[Records shown — start]

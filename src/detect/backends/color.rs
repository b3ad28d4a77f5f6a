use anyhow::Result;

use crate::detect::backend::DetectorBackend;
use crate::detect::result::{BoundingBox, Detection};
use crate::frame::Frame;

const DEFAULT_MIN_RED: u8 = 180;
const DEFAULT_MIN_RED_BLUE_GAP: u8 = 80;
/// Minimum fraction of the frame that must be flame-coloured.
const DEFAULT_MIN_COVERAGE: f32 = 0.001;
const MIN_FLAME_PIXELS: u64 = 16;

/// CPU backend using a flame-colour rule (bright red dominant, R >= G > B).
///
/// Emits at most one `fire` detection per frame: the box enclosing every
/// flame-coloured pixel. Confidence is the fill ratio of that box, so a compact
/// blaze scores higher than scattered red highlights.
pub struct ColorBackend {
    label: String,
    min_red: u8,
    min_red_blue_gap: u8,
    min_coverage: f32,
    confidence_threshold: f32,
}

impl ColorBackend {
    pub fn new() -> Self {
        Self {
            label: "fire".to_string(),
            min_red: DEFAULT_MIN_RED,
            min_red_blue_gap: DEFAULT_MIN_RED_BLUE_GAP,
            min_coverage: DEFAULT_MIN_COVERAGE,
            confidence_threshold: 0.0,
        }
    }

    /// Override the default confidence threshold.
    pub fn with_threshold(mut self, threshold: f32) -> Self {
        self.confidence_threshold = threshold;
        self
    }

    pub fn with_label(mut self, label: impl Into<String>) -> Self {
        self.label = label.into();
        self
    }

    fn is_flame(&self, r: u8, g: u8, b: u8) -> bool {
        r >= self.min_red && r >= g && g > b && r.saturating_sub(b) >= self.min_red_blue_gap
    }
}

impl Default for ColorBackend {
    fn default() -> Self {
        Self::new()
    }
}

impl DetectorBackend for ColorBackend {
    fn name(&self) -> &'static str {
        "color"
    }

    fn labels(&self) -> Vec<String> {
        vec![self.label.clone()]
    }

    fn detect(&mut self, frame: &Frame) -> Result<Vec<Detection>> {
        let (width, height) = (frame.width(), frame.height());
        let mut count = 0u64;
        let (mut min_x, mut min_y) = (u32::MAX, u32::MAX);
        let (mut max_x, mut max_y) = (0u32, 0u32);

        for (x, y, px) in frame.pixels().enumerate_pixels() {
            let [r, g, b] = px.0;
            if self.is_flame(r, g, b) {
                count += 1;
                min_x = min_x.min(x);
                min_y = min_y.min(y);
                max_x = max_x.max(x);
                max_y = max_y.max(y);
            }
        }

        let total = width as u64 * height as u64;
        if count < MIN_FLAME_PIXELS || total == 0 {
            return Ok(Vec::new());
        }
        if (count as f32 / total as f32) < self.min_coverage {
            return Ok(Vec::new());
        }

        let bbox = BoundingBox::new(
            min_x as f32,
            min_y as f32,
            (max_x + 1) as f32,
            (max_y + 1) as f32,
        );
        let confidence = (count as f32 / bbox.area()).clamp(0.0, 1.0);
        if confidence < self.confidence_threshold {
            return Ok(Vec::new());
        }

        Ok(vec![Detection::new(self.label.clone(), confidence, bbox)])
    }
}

[Records shown — finish]
[Records shown — start]

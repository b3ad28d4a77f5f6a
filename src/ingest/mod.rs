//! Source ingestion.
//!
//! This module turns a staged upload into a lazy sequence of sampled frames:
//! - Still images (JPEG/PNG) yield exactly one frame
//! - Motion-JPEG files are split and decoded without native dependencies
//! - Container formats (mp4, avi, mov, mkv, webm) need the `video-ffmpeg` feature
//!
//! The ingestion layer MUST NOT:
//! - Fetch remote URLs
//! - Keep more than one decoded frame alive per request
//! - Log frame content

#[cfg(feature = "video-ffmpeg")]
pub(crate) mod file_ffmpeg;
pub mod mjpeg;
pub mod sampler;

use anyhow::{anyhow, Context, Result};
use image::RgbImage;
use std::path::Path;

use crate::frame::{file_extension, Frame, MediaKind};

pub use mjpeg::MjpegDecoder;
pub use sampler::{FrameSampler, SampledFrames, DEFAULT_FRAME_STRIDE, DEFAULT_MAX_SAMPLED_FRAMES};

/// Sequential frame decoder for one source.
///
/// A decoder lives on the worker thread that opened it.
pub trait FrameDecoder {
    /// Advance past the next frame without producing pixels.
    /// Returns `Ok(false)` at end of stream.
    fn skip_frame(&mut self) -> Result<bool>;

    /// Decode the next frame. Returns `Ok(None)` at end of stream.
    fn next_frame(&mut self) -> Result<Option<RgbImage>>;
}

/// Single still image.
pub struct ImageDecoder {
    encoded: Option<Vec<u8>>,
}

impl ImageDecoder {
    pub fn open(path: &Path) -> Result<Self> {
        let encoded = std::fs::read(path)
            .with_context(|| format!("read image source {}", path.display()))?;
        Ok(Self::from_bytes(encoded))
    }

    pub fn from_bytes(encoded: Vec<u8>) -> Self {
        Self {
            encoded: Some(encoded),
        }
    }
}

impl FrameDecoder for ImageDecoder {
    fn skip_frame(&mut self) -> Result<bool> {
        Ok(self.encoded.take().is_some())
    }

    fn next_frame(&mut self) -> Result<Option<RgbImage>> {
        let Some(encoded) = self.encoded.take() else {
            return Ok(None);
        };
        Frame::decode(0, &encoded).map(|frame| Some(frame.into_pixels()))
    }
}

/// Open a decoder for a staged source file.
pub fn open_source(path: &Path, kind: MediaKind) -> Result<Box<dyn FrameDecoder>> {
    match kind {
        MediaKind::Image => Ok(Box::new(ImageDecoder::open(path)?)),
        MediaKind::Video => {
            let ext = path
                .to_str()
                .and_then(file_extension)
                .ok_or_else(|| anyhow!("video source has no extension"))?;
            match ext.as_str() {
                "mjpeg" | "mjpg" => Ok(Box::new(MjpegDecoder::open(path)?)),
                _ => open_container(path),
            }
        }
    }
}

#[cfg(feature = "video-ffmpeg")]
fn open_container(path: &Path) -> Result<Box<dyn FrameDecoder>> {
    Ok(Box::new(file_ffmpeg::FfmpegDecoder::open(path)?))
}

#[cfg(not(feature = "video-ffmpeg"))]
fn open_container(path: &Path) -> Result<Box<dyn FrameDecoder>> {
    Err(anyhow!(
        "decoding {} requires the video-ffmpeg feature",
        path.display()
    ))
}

[Records shown — finish]

## [Problem to solve]
Using the entries above, repeat only the lines from the one containing "for (x, y, px)" through the one containing "let total = width", end lines included.

## [Written response]
        for (x, y, px) in frame.pixels().enumerate_pixels() {
            let [r, g, b] = px.0;
            if self.is_flame(r, g, b) {
                count += 1;
                min_x = min_x.min(x);
                min_y = min_y.min(y);
                max_x = max_x.max(x);
                max_y = max_y.max(y);
            }
        }

        let total = width as u64 * height as u64;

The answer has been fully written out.